impl SessionState {
    fn new() -> Self {
        Self {
            status: DebugStatus::Init,
            schema: None,
            location: None,
            breakpoints: BreakpointSet::new(),
            snapshot: None,
            epoch: 0,
            closed: false,
        }
    }

    fn guard(&self, command: DebugCommand) -> Result<(), DebugError> {
        if self.status.is_transient() {
            return Err(DebugError::CommandRejectedBusy {
                command,
                status: self.status,
            });
        }
        if self.closed || !command.allowed_from(self.status) {
            return Err(DebugError::CommandNotAllowed {
                command,
                status: self.status,
            });
        }
        Ok(())
    }

    fn transition(&mut self, status: DebugStatus) -> Transition {
        self.status = status;
        if !status.carries_location() {
            self.location = None;
        }
        Transition {
            status,
            location: self.location,
        }
    }

    fn begin(&mut self, command: DebugCommand) -> (InFlight, Transition) {
        self.epoch = self.epoch.wrapping_add(1);
        let in_flight = InFlight {
            command,
            epoch: self.epoch,
            rollback_status: self.status,
            rollback_location: self.location,
        };
        (in_flight, self.transition(command.in_flight_status()))
    }

    fn apply(&mut self, outcome: GatewayOutcome) -> Transition {
        match outcome {
            GatewayOutcome::Paused(location) => {
                self.location = Some(location);
                self.transition(DebugStatus::Paused)
            }
            GatewayOutcome::Running => self.transition(DebugStatus::Running),
            GatewayOutcome::Terminated => self.transition(DebugStatus::Terminated),
        }
    }

    fn rollback(&mut self, in_flight: &InFlight) -> Transition {
        self.location = in_flight.rollback_location;
        self.transition(in_flight.rollback_status)
    }
}

pub struct DebugSession {
    key: SessionKey,
    bindings: SessionBindings,
    state: Mutex<SessionState>,
    subscribers: Mutex<Vec<Arc<dyn DebugSubscriber>>>,
    registry: Option<Weak<SessionMap>>,
}

impl fmt::Debug for DebugSession {
    fn fmt(&self, f: &mut fmt::Formatter<'_>) -> fmt::Result {
        f.debug_struct("DebugSession")
            .field("key", &self.key)
            .field("status", &self.status())
            .finish_non_exhaustive()
    }
}

impl DebugSession {
    #[must_use]
    pub fn new(key: impl Into<SessionKey>, bindings: SessionBindings) -> Self {
        Self::with_registry(key.into(), bindings, None)
    }

    pub(crate) fn with_registry(
        key: SessionKey,
        bindings: SessionBindings,
        registry: Option<Weak<SessionMap>>,
    ) -> Self {
        Self {
            key,
            bindings,
            state: Mutex::new(SessionState::new()),
            subscribers: Mutex::new(Vec::new()),
            registry,
        }
    }

    #[must_use]
    pub fn key(&self) -> &SessionKey {
        &self.key
    }

    #[must_use]
    pub fn status(&self) -> DebugStatus {
        self.lock_state().status
    }

    #[must_use]
    pub fn current_location(&self) -> Option<DebugLocation> {
        let state = self.lock_state();
        state.location.filter(|_| state.status.carries_location())
    }

    #[must_use]
    pub fn target(&self) -> Option<PlTarget> {
        self.lock_state().schema.as_ref().map(PlSchema::target)
    }

    #[must_use]
    pub fn is_closed(&self) -> bool {
        self.lock_state().closed
    }

    #[must_use]
    pub fn breakpoints(&self) -> BreakpointSet {
        self.lock_state().breakpoints.clone()
    }

    pub fn add_breakpoint(&self, line: u32) {
        self.lock_state().breakpoints.add(line);
    }

    pub fn toggle_breakpoint(&self, line: u32) -> bool {
        self.lock_state().breakpoints.toggle(line)
    }

    pub fn toggle_breakpoint_enabled(&self, line: u32) {
        self.lock_state().breakpoints.toggle_enabled(line);
    }

    pub fn subscribe(&self, subscriber: Arc<dyn DebugSubscriber>) {
        self.subscribers
            .lock()
            .unwrap_or_else(PoisonError::into_inner)
            .push(subscriber);
    }

    pub async fn execute(&self, command: DebugCommand) -> Result<DebugStatus, DebugError> {
        match command {
            DebugCommand::Start => self.start().await,
            DebugCommand::Resume => self.resume().await,
            DebugCommand::StepIn => self.step_in().await,
            DebugCommand::StepOut => self.step_out().await,
            DebugCommand::StepOver => self.step_over().await,
            DebugCommand::Terminate => self.terminate().await,
            DebugCommand::Exit => self.exit().await,
            DebugCommand::Retry => self.retry().await,
        }
    }

    pub async fn start(&self) -> Result<DebugStatus, DebugError> {
        let command = DebugCommand::Start;
        let (in_flight, schema, lines) = {
            let mut state = self.lock_state();
            state.guard(command)?;
            let schema = self.launch_target(command)?;
            if state.snapshot.is_none() {
                state.snapshot = Some(self.bindings.surface.content());
            }
            state.schema = Some(schema.clone());
            let lines = state.breakpoints.enabled_lines();
            let (in_flight, transition) = state.begin(command);
            drop(state);
            self.publish(transition);
            (in_flight, schema, lines)
        };

        debug!(
            target: "pldbg",
            session = %self.key,
            target_unit = %schema.target(),
            breakpoints = lines.len(),
            "debug_start"
        );
        let result = self.bindings.gateway.start(&schema, &lines).await;
        self.complete(in_flight, result)
    }

    pub async fn resume(&self) -> Result<DebugStatus, DebugError> {
        let in_flight = self.begin_advance(DebugCommand::Resume, false)?;
        let result = self.bindings.gateway.resume().await;
        self.complete(in_flight, result)
    }

    pub async fn step_in(&self) -> Result<DebugStatus, DebugError> {
        let in_flight = self.begin_advance(DebugCommand::StepIn, true)?;
        let result = self.bindings.gateway.step_in().await;
        self.complete(in_flight, result)
    }

    pub async fn step_out(&self) -> Result<DebugStatus, DebugError> {
        let in_flight = self.begin_advance(DebugCommand::StepOut, true)?;
        let result = self.bindings.gateway.step_out().await;
        self.complete(in_flight, result)
    }

    pub async fn step_over(&self) -> Result<DebugStatus, DebugError> {
        let in_flight = self.begin_advance(DebugCommand::StepOver, true)?;
        let result = self.bindings.gateway.step_over().await;
        self.complete(in_flight, result)
    }

    pub async fn terminate(&self) -> Result<DebugStatus, DebugError> {
        self.shut_down(DebugCommand::Terminate).await
    }

    pub async fn exit(&self) -> Result<DebugStatus, DebugError> {
        self.shut_down(DebugCommand::Exit).await
    }

    pub async fn retry(&self) -> Result<DebugStatus, DebugError> {
        let command = DebugCommand::Retry;
        let (in_flight, schema, lines) = {
            let mut state = self.lock_state();
            state.guard(command)?;
            let schema = self.launch_target(command)?;
            state.schema = Some(schema.clone());
            let lines = state.breakpoints.enabled_lines();
            let (in_flight, recover) = state.begin(command);
            let starting = state.transition(DebugStatus::Starting);
            drop(state);
            self.publish(recover);
            self.publish(starting);
            (in_flight, schema, lines)
        };

        debug!(
            target: "pldbg",
            session = %self.key,
            target_unit = %schema.target(),
            breakpoints = lines.len(),
            "debug_retry"
        );
        let result = self.bindings.gateway.retry(&schema, &lines).await;
        self.complete(in_flight, result)
    }

    pub fn report_stop(&self, outcome: GatewayOutcome) -> bool {
        let mut state = self.lock_state();
        if state.closed || state.status != DebugStatus::Running {
            debug!(
                target: "pldbg",
                session = %self.key,
                status = %state.status,
                "stop_report_ignored"
            );
            return false;
        }

        state.epoch = state.epoch.wrapping_add(1);
        let transition = state.apply(outcome);
        drop(state);
        self.publish(transition);
        true
    }

    fn begin_advance(
        &self,
        command: DebugCommand,
        require_saved: bool,
    ) -> Result<InFlight, DebugError> {
        let mut state = self.lock_state();
        state.guard(command)?;
        if require_saved {
            self.ensure_saved(command)?;
        }
        let (in_flight, transition) = state.begin(command);
        drop(state);

        debug!(target: "pldbg", session = %self.key, %command, "debug_command");
        self.publish(transition);
        Ok(in_flight)
    }

    fn complete(
        &self,
        in_flight: InFlight,
        result: Result<GatewayOutcome, GatewayError>,
    ) -> Result<DebugStatus, DebugError> {
        let mut state = self.lock_state();
        if state.epoch != in_flight.epoch {
            debug!(
                target: "pldbg",
                session = %self.key,
                command = %in_flight.command,
                status = %state.status,
                "stale_completion_dropped"
            );
            return Ok(state.status);
        }

        match result {
            Ok(outcome) => {
                let transition = state.apply(outcome);
                drop(state);
                self.publish(transition);
                Ok(transition.status)
            }
            Err(source) => {
                let transition = state.rollback(&in_flight);
                drop(state);
                warn!(
                    target: "pldbg",
                    session = %self.key,
                    command = %in_flight.command,
                    code = source.code(),
                    error = %source,
                    "debug_command_failed"
                );
                self.publish(transition);
                self.notify_failure(in_flight.command, &source);
                Err(DebugError::GatewayFailure {
                    command: in_flight.command,
                    source,
                })
            }
        }
    }

    async fn shut_down(&self, command: DebugCommand) -> Result<DebugStatus, DebugError> {
        let live_run = {
            let mut state = self.lock_state();
            state.guard(command)?;
            if state.status.has_live_run() {
                let (_, transition) = state.begin(command);
                drop(state);
                self.publish(transition);
                true
            } else {
                false
            }
        };

        let failure = if live_run {
            self.bindings.gateway.exit().await.err()
        } else {
            None
        };

        let tear_down = command == DebugCommand::Exit;
        let (transition, snapshot) = {
            let mut state = self.lock_state();
            state.epoch = state.epoch.wrapping_add(1);
            let transition = state.transition(DebugStatus::Terminated);
            let snapshot = if tear_down {
                state.closed = true;
                state.breakpoints.clear();
                state.snapshot.take()
            } else {
                None
            };
            (transition, snapshot)
        };
        self.publish(transition);

        if let Some(error) = &failure {
            warn!(
                target: "pldbg",
                session = %self.key,
                %command,
                error = %error,
                "remote_exit_failed_forcing_termination"
            );
            self.notify_failure(command, error);
        }

        if tear_down {
            for subscriber in self.subscriber_snapshot() {
                subscriber.on_decorations_cleared(&self.key);
            }
            if let Some(content) = snapshot {
                self.bindings.surface.set_content(&content);
            }
            self.detach();
        }

        match failure {
            Some(source) => Err(DebugError::GatewayFailure { command, source }),
            None => Ok(DebugStatus::Terminated),
        }
    }

    fn launch_target(&self, command: DebugCommand) -> Result<PlSchema, DebugError> {
        self.ensure_saved(command)?;
        let schema = self.bindings.surface.formatted_target();
        if schema.name.is_none()
            && !self
                .bindings
                .parser
                .parse_as_anonymous_block(&schema.ddl)
                .is_anonymous_block
        {
            return Err(self.refuse(command, Precondition::NotAnAnonymousBlock));
        }
        Ok(schema)
    }

    fn ensure_saved(&self, command: DebugCommand) -> Result<(), DebugError> {
        if self.bindings.surface.is_saved() {
            Ok(())
        } else {
            Err(self.refuse(command, Precondition::UnsavedChanges))
        }
    }

    fn refuse(&self, command: DebugCommand, precondition: Precondition) -> DebugError {
        debug!(
            target: "pldbg",
            session = %self.key,
            %command,
            reason = %precondition,
            "debug_command_refused"
        );
        DebugError::PreconditionFailed(precondition)
    }

    fn publish(&self, transition: Transition) {
        debug!(
            target: "pldbg",
            session = %self.key,
            status = %transition.status,
            line = ?transition.location.map(|location| location.line),
            "debug_transition"
        );
        for subscriber in self.subscriber_snapshot() {
            subscriber.on_transition(&self.key, transition.status, transition.location);
        }
    }

    fn notify_failure(&self, command: DebugCommand, error: &GatewayError) {
        for subscriber in self.subscriber_snapshot() {
            subscriber.on_failure(&self.key, command, error);
        }
    }

    fn subscriber_snapshot(&self) -> Vec<Arc<dyn DebugSubscriber>> {
        self.subscribers
            .lock()
            .unwrap_or_else(PoisonError::into_inner)
            .clone()
    }

    fn detach(&self) {
        let Some(sessions) = self.registry.as_ref().and_then(Weak::upgrade) else {
            return;
        };
        let mut sessions = sessions.lock().unwrap_or_else(PoisonError::into_inner);
        let registered_here = sessions
            .get(&self.key)
            .is_some_and(|registered| std::ptr::eq(Arc::as_ptr(registered), self));
        if registered_here {
            sessions.remove(&self.key);
        }
    }

    fn lock_state(&self) -> MutexGuard<'_, SessionState> {
        self.state.lock().unwrap_or_else(PoisonError::into_inner)
    }
}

....................

> [Task item]: Once you have found every line in the listing that holds the string "DebugSubscriber", copy each of them.

> [The answer]:
    subscribers: Mutex<Vec<Arc<dyn DebugSubscriber>>>,
    pub fn subscribe(&self, subscriber: Arc<dyn DebugSubscriber>) {
    fn subscriber_snapshot(&self) -> Vec<Arc<dyn DebugSubscriber>> {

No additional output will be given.